Warm Hearted

In photography, whether you are aware of this creative bias or not, in both the subjects you shoot and the style in which you shoot them, you are either a “warm” or “cool’ photographer.

In other words, by both nature and nurture, you are organically attracted to either the “warm” or “cool” side of the color spectrum.

Color temperature is a way of describing how the color of a light source looks to our eyes. It is measured in kelvins, which is a unit of temperature. The higher the kelvin number, the cooler or bluer the light is. The lower the kelvin number, the warmer or yellower the light is.

For example, a candle flame has a low color temperature of about 1850 K, which means it gives off a warm yellow-orange glow. A clear blue sky has a high color temperature of about 15,000 K, which means it gives off a cool blue light. The sun at noon has a color temperature of about 5500 K, which means it gives off a white light with a slight yellow tint.

Different light sources have different color temperatures, and they can affect how we perceive the colors of objects and scenes.

For example, if you take a photo of a white wall under a warm light, it may look yellowish in the photo. If you take the same photo under a cool light, it may look bluish in the photo. To correct this, you can adjust the white balance setting on your camera or editing software to match the color temperature of the light source.

Color temperature can also create different moods and atmospheres in different settings. For example, warm lights are often used in living rooms, dining rooms, and bedrooms to create a cozy and relaxing feel.

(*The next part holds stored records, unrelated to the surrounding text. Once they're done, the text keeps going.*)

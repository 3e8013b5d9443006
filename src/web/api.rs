//! JSON API routes.

use axum::extract::{Multipart, Path, Query, State};
use axum::http::{header, HeaderMap, StatusCode};
use axum::response::{IntoResponse, Response};
use axum::routing::{get, post};
use axum::{Json, Router};
use serde::{Deserialize, Serialize};
use tracing::info;

use super::error::{log_share_error, status_for, ApiError};
use super::upload::{publish, read_upload};
use super::AppState;
use crate::auth::{self, clear_session_cookie, request_token, session_cookie, RequireSession, SignedIn};
use crate::db::{Comment, MediaItem};
use crate::error::ShareError;
use crate::feed::{EmptyReason, Feed, SortKey};
use crate::interaction::{add_comment, LikeControl, ToggleOutcome};
use crate::likes::LikeKey;
use crate::session::Session;

type ApiResult<T> = Result<T, ApiError>;

/// Create the router with all JSON API routes.
pub fn router() -> Router<AppState> {
    Router::new()
        .route("/api/media", get(list_media).post(create_media))
        .route("/api/media/:id", get(get_media))
        .route("/api/media/:id/like", post(toggle_like))
        .route("/api/media/:id/comments", get(list_comments).post(create_comment))
        .route("/api/auth/register", post(register))
        .route("/api/auth/login", post(login))
        .route("/api/auth/logout", post(logout))
        .route("/api/me", get(me))
}

#[derive(Debug, Deserialize)]
pub struct FeedQuery {
    q: Option<String>,
    sort: Option<String>,
}

#[derive(Debug, Serialize)]
pub struct FeedResponse<'a> {
    sort: SortKey,
    items: Vec<&'a MediaItem>,
    total: usize,
    empty_reason: Option<EmptyReason>,
}

async fn list_media(State(state): State<AppState>, Query(params): Query<FeedQuery>) -> ApiResult<Response> {
    let sort = SortKey::parse_or_default(params.sort.as_deref());
    let query = params.q.unwrap_or_default();

    let feed = Feed::load(state.repo.as_ref(), sort).await?;
    let view = feed.view(&query);
    let empty_reason = view.empty_reason();

    Ok(Json(FeedResponse {
        sort: view.sort,
        items: view.items,
        total: view.total,
        empty_reason,
    })
    .into_response())
}

async fn create_media(
    State(state): State<AppState>,
    RequireSession(session): RequireSession,
    multipart: Multipart,
) -> ApiResult<(StatusCode, Json<MediaItem>)> {
    let request = read_upload(multipart, state.config.max_upload_bytes).await?;
    let item = publish(&state, &session, request).await?;
    Ok((StatusCode::CREATED, Json(item)))
}

async fn get_media(State(state): State<AppState>, Path(id): Path<String>) -> ApiResult<Json<MediaItem>> {
    state
        .repo
        .get_media(&id)
        .await?
        .map(Json)
        .ok_or_else(|| ShareError::NotFound(format!("media {id}")).into())
}

async fn require_media(state: &AppState, id: &str) -> ApiResult<MediaItem> {
    state
        .repo
        .get_media(id)
        .await?
        .ok_or_else(|| ShareError::NotFound(format!("media {id}")).into())
}

#[derive(Debug, Serialize)]
pub struct LikeResponse {
    liked: bool,
    likes: i64,
    confirmed: bool,
    #[serde(skip_serializing_if = "Option::is_none")]
    error: Option<String>,
}

/// Toggle the caller's like.
///
/// A reverted toggle still returns the restored state, with the status of
/// the failure and the reason in `error`.
async fn toggle_like(
    State(state): State<AppState>,
    RequireSession(session): RequireSession,
    Path(id): Path<String>,
) -> ApiResult<Response> {
    let item = require_media(&state, &id).await?;

    let key = LikeKey::new(id.as_str(), session.user_id.as_str());
    let Some(_guard) = state.in_flight.try_acquire(&key) else {
        return Err(ApiError::Busy);
    };

    let mut control = LikeControl::resolve(state.repo.as_ref(), &session, &id, item.likes).await;
    let outcome = control.toggle(state.repo.as_ref()).await;

    let response = match outcome {
        ToggleOutcome::Confirmed {
            state: like_state,
            count,
        } => (
            StatusCode::OK,
            Json(LikeResponse {
                liked: like_state.is_liked(),
                likes: count,
                confirmed: true,
                error: None,
            }),
        ),
        ToggleOutcome::RevertedWithReason {
            state: like_state,
            count,
            reason,
        } => {
            log_share_error(&reason);
            (
                status_for(&reason),
                Json(LikeResponse {
                    liked: like_state.is_liked(),
                    likes: count,
                    confirmed: false,
                    error: Some(reason.user_message()),
                }),
            )
        }
    };

    Ok(response.into_response())
}

async fn list_comments(State(state): State<AppState>, Path(id): Path<String>) -> ApiResult<Json<Vec<Comment>>> {
    Ok(Json(state.repo.list_comments(&id).await?))
}

#[derive(Debug, Deserialize)]
pub struct NewCommentBody {
    content: String,
}

async fn create_comment(
    State(state): State<AppState>,
    RequireSession(session): RequireSession,
    Path(id): Path<String>,
    Json(body): Json<NewCommentBody>,
) -> ApiResult<(StatusCode, Json<Comment>)> {
    require_media(&state, &id).await?;
    let comment = add_comment(state.repo.as_ref(), &id, &body.content, &session).await?;
    Ok((StatusCode::CREATED, Json(comment)))
}

#[derive(Debug, Deserialize)]
pub struct RegisterBody {
    username: String,
    email: Option<String>,
    password: String,
}

#[derive(Debug, Deserialize)]
pub struct LoginBody {
    login: String,
    password: String,
}

fn signed_in_response(status: StatusCode, signed_in: SignedIn, ttl_secs: u64) -> Response {
    let cookie = session_cookie(&signed_in.token, ttl_secs);
    (status, [(header::SET_COOKIE, cookie)], Json(signed_in)).into_response()
}

async fn register(State(state): State<AppState>, Json(body): Json<RegisterBody>) -> ApiResult<Response> {
    let ttl = state.config.session_ttl;
    let signed_in = auth::register(
        state.db.pool(),
        &body.username,
        body.email.as_deref(),
        &body.password,
        ttl,
    )
    .await?;
    Ok(signed_in_response(StatusCode::CREATED, signed_in, ttl.as_secs()))
}

async fn login(State(state): State<AppState>, Json(body): Json<LoginBody>) -> ApiResult<Response> {
    let ttl = state.config.session_ttl;
    let signed_in = auth::login(state.db.pool(), &body.login, &body.password, ttl).await?;
    info!(user_id = %signed_in.session.user_id, "Signed in");
    Ok(signed_in_response(StatusCode::OK, signed_in, ttl.as_secs()))
}

async fn logout(State(state): State<AppState>, headers: HeaderMap) -> ApiResult<Response> {
    if let Some(token) = request_token(&headers) {
        auth::logout(state.db.pool(), &token).await?;
    }
    Ok((
        StatusCode::NO_CONTENT,
        [(header::SET_COOKIE, clear_session_cookie())],
    )
        .into_response())
}

async fn me(RequireSession(session): RequireSession) -> Json<Session> {
    Json(session)
}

Cool lights are often used in kitchens, offices, and work spaces to create a bright and energetic feel.

Oddly, how our eyes and brain see and process color, is quite different that how the camera sees the same. In life, our eyes, naturally, “correct” for any wonky color combinations we might see. But cameras don’t make these corrections. Cameras see the exact color temperature of the light (which is why, as a photographer, you need to understand the concept of “white balance”

I haven’t quite figured out why I am, through and through, a “warm” photographer , but I definitely am.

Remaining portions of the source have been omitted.